Where’s the chance to say,
'I hang on to fistfuls of poetry like loose change in my pockets,
and I keep waiting for the day that the world turns upside down
so I can swim with the stars.
I’m not afraid of darkness, it’s a loneliness I can empathize with.
It’s the black holes like cigarette burns inside of me that get troublesome.
I walk through graveyards and read the dashes between years,
each a story I’ll never know. Sometimes I create my own.’ No wonder none of us know who we are anymore."

—Kelsey Danielle, I Was Told to Write an About Me and This is What Happened

'Miriam-Medwards-English' are three words I don't really ever want to have to utter again. On a drive with Mum over the weekend, I told her 'Sometimes I worry that I'm really boring.' because in Fresher's week you only actually have three words for people to make a judgement on you. I really do miss the familiarity and the years I had with everyone back in Singapore (I think of you daily).

+65 to +44



Caveat: I have an essay due tomorrow.

On the 30th of September, Mum drove me to the place I'd be spending the next 3 years of my life. We loaded my two huge suitcases into Auntie Sarah's little red car (which they had cleaned specially for the occasion) and drove off from Ixworth, saying goodbye to Grandma and Auntie Sarah (who had spent the morning trying to catch one of their rabbits which had disappeared the previous day).

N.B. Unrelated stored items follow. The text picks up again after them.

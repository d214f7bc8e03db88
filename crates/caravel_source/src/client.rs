//! Source API client.

use caravel_error::{ApiError, CaravelResult, HttpError, JsonError};
use serde::Deserialize;
use serde::de::DeserializeOwned;
use tracing::{debug, instrument};

/// Connection settings for the source system.
#[derive(Debug, Clone, Deserialize)]
pub struct SourceConfig {
    /// Base URL, without the `/v1` suffix
    pub url: String,
    /// Bucket holding the resource collections
    pub bucket: String,
    /// Basic-auth user
    pub user: String,
    /// Basic-auth password
    #[serde(default)]
    pub password: String,
}

/// A source account, as returned by the account-listing endpoint.
///
/// The account id is the owner's email. Accounts are migrated only when they
/// are validated and carry a completed profile.
#[derive(Debug, Clone, Deserialize)]
pub struct Account {
    /// Account id; the owner's email
    pub id: String,
    /// Whether the account completed validation
    #[serde(default)]
    pub validated: bool,
    /// Source id of the account's profile record, when one exists
    #[serde(default)]
    pub profile: Option<String>,
}

#[derive(Debug, Deserialize)]
struct Data<T> {
    data: T,
}

/// Read-only client for the source system.
#[derive(Debug, Clone)]
pub struct SourceClient {
    client: reqwest::Client,
    config: SourceConfig,
}

impl SourceClient {
    /// Create a client for the configured source endpoint.
    pub fn new(config: SourceConfig) -> Self {
        debug!(url = %config.url, bucket = %config.bucket, "Creating source client");
        Self {
            client: reqwest::Client::new(),
            config,
        }
    }

    async fn get<T: DeserializeOwned>(&self, endpoint: &str) -> CaravelResult<T> {
        let url = format!("{}/v1/{}", self.config.url, endpoint);
        let response = self
            .client
            .get(&url)
            .basic_auth(&self.config.user, Some(&self.config.password))
            .send()
            .await
            .map_err(|e| HttpError::new(format!("GET {url}: {e}")))?;
        if !response.status().is_success() {
            let status = response.status().as_u16();
            let body = response.text().await.unwrap_or_default();
            return Err(ApiError::new(url, status, body).into());
        }
        let wrapper: Data<T> = response
            .json()
            .await
            .map_err(|e| JsonError::new(format!("GET {url}: {e}")))?;
        Ok(wrapper.data)
    }

    /// List all records of a collection in the configured bucket.
    #[instrument(skip(self))]
    pub async fn list_records<T: DeserializeOwned>(
        &self,
        collection: &str,
    ) -> CaravelResult<Vec<T>> {
        self.get(&format!(
            "buckets/{}/collections/{collection}/records",
            self.config.bucket
        ))
        .await
    }

    /// List all source accounts.
    #[instrument(skip(self))]
    pub async fn list_accounts(&self) -> CaravelResult<Vec<Account>> {
        self.get("accounts").await
    }

    /// Fetch one profile record by source id.
    #[instrument(skip(self))]
    pub async fn get_profile_record(&self, id: &str) -> CaravelResult<serde_json::Value> {
        self.get(&format!(
            "buckets/{}/collections/profiles/records/{id}",
            self.config.bucket
        ))
        .await
    }
}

As we drove, we didn't talk too much about actually starting school. Mum told me instead that she hoped I would fall in love with the seasons - Autumn for it's golden, rich hues, winter for cold, crisp walks and remembering that there's life underground. You can't see it, but it's there.

We pulled into the front of Murray Edwards College. I'd been here once before - in June on a drizzly day with Dad. At the time, I hadn't thought much of it. Everything looked so grey, although I thought the flowers in the front were quite pretty. I'd not ventured in - I didn't want to know everything before I came in September. But this time, it was gorgeous. The dome looked beautifully white, the flowers were so bright, so blooming beautiful, and I was so ready to begun.

Mum and I got my room keys and then drove round the back entrance which was nearer the undergraduates' house. I took a while to get to my room, not simply because I get lost always and didn't find the right building initially, but also because I was taking in the tennis and netball courts with grape vines curling round the fence, and a little 'Free book library', which encouraged you to take out any books you liked, on the condition that you replaced it with another book for someone else to take out!

My room was bigger than I hoped for and - wait for it - HAS A BALCONY! Mum and I couldn't figure out how to open the window to the balcony, but since then I have figured it out and stepping onto the balcony to feel the cool breeze and look into the garden is one of my favourite things when I come back from a run all hot and red.

I set about putting things away in places putting things up and shelving things, before heading for lunch with Mum, in the Dome cafeteria. I know I had potatoes (because I had potatoes almost every day that first week) and I think roasted carrots, some sort of vegetable soup and a crusty roll, and a salad bowl. So far the Dome's food has been pretty decent - I've had sweet potato fries, lots of jacket potatoes, steamed veg, once I had roast veggies and couscous which was really delicious...

Mum and I headed to the market after that, picking up some coconut and shea body soap, some shampoo and nectarines and berries from the market square. On the way back we popped into the health shop that is between my college and the city centre, and although we didn't buy anything at the time, since then I've been back to buy little bits and bobs including coconut oil, coconut yogurt, cacao nibs and rolled oats.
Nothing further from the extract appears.